The new version of the Diagnostic and Statistical Manual of Mental Disorders, fifth edition (DSM-V) challenges the idea that mental illness only affects the individual by recognizing that relational disorder is a psychological disorder.
What is a Relational Disorder?
A relational disorder occurs between at least two people and involves a pathological problem in the way that they relate to each other. The problem of the relationship is not caused by any one person in the relationship. Rather, the problem is with the relationship itself.
Even though a relationship does not have a mind, a relationship can still exhibit psychological characteristics. In many cases, these characteristics may exist in the relationship, but do not exist in the individuals who make up the relationship. Thus, a relational disorder is looked upon in the same manner as an individual psychological disorder that presents with behavioral and emotional symptoms. These pathological symptoms disrupt the lives of the people involved in the relationship and can lead to the destruction of the relationship.
The DSM-V has defined a relational disorder as “persistent and painful patterns of feelings, behavior, and perceptions involving two or more partners in an important personal relationship.” It is very important to stress that, in a relational disorder, the relationship itself is the problem and not the people involved. Jacob Moreno, psycho-sociologist asserts that it is possible for two psychologically-healthy individuals to have an unhealthy relationship just as it is possible for two psychologically-unhealthy people to have a healthy, constructive relationship.
Currently, relational disorders are broken down into marital and parent-child relational problems. However, a relational disorder can occur to any type of relationship as long as the relationship is important to the people involved in it.
Symptoms of a Relational Disorder:
Symptoms of a relational disorder vary depending on the type of relationship in question. However, symptoms can include:
- Violent Behaviors
How is Relational Disorder Diagnosed?
For relational disorder to be diagnosed, a trained therapist has to assess each person in the relationship. If all participants in the relationship are healthy and not suffering from an underlying psychological problem, then the relationship itself may be the problem. A therapist will examine various dynamics of the relationship to see whether it is actually “sick.” For example, if a relationship between parents and only one of their children is unhealthy, then the therapist may conclude that that specific relationship is unhealthy. However, if the relationships between parents and all their children are unhealthy, then the issue may be with the parents – not the relationship.

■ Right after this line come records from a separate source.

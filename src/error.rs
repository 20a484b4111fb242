//! Error taxonomy surfaced to callers of the core pipeline.

use thiserror::Error;

/// Result type alias for core operations.
pub type ObservatoryResult<T> = Result<T, ObservatoryError>;

/// Batch-level failures. Row-level problems never reach this type; parsers
/// absorb them by skipping the offending row.
#[derive(Error, Debug, Clone, PartialEq, Eq)]
pub enum ObservatoryError {
    #[error(
        "Could not parse CSV. Supported formats: AWS Bedrock CloudWatch, Anthropic, OpenAI"
    )]
    UnrecognizedFormat,

    #[error("No calls found in CSV")]
    EmptyInput,

    #[error("Unknown complexity bucket: {0}")]
    UnknownComplexityBucket(String),
}

impl ObservatoryError {
    /// Stable machine-readable code for this failure.
    pub fn code(&self) -> &'static str {
        match self {
            ObservatoryError::UnrecognizedFormat => "UNRECOGNIZED_FORMAT",
            ObservatoryError::EmptyInput => "EMPTY_INPUT",
            ObservatoryError::UnknownComplexityBucket(_) => "UNKNOWN_COMPLEXITY_BUCKET",
        }
    }
}

#[cfg(test)]
mod tests {
    use super::*;

    #[test]
    fn test_error_codes() {
        assert_eq!(ObservatoryError::UnrecognizedFormat.code(), "UNRECOGNIZED_FORMAT");
        assert_eq!(ObservatoryError::EmptyInput.code(), "EMPTY_INPUT");
        assert_eq!(
            ObservatoryError::UnknownComplexityBucket("huge".to_string()).code(),
            "UNKNOWN_COMPLEXITY_BUCKET"
        );
    }

    #[test]
    fn test_error_messages() {
        let err = ObservatoryError::UnknownComplexityBucket("huge".to_string());
        assert_eq!(err.to_string(), "Unknown complexity bucket: huge");
        assert!(ObservatoryError::UnrecognizedFormat.to_string().contains("Bedrock"));
    }
}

How Common is Relational Disorder?
Relational disorder is still a new condition under the DSM-V. No studies are available to indicate how common the condition is, however, marriage and family therapy is widely practiced worldwide, which suggests the commonality of relational disorder.
How is Relational Disorder Treated?
Relational disorder is treated solely with therapy, such as family or marital counseling. Healthy individuals are not at risk of being prescribed medications because their relationship has problems. During therapy, a professional counselor or therapist will analyze the relationship dynamics, each person’s role in the relationship and identify problem areas. Then, the therapist will suggest ways to change the dynamics of the relationship.
The Significance of Relational Disorder:
One of the most significant causes of mental health disorders is unhealthy relationships. Furthermore, most of the individuals seeking help for psychological problems confirm that they do not have stable, supportive relationships (such as family and friends that they can depend on for support). By identifying a relational disorder, a therapist may be able to help you and all the people involved in the relationship avoid future mental health problems. Counseling for relational disorder may also help prevent immediate threats such as: divorce, spousal abuse and/or child abuse.
American Psychiatric Association. (2001). Diagnostic and statistical manual of mental disorders (4th ed.). Washington, D.C.
Denton, W. H. (2007). Issues for DSM-V: relational diagnosis: An essential component of biopsychosocial assessment.” American Journal of Psychiatry.
Peterson, K. S. (n.d). Troublesome friendship or a relational disorder? USA Today.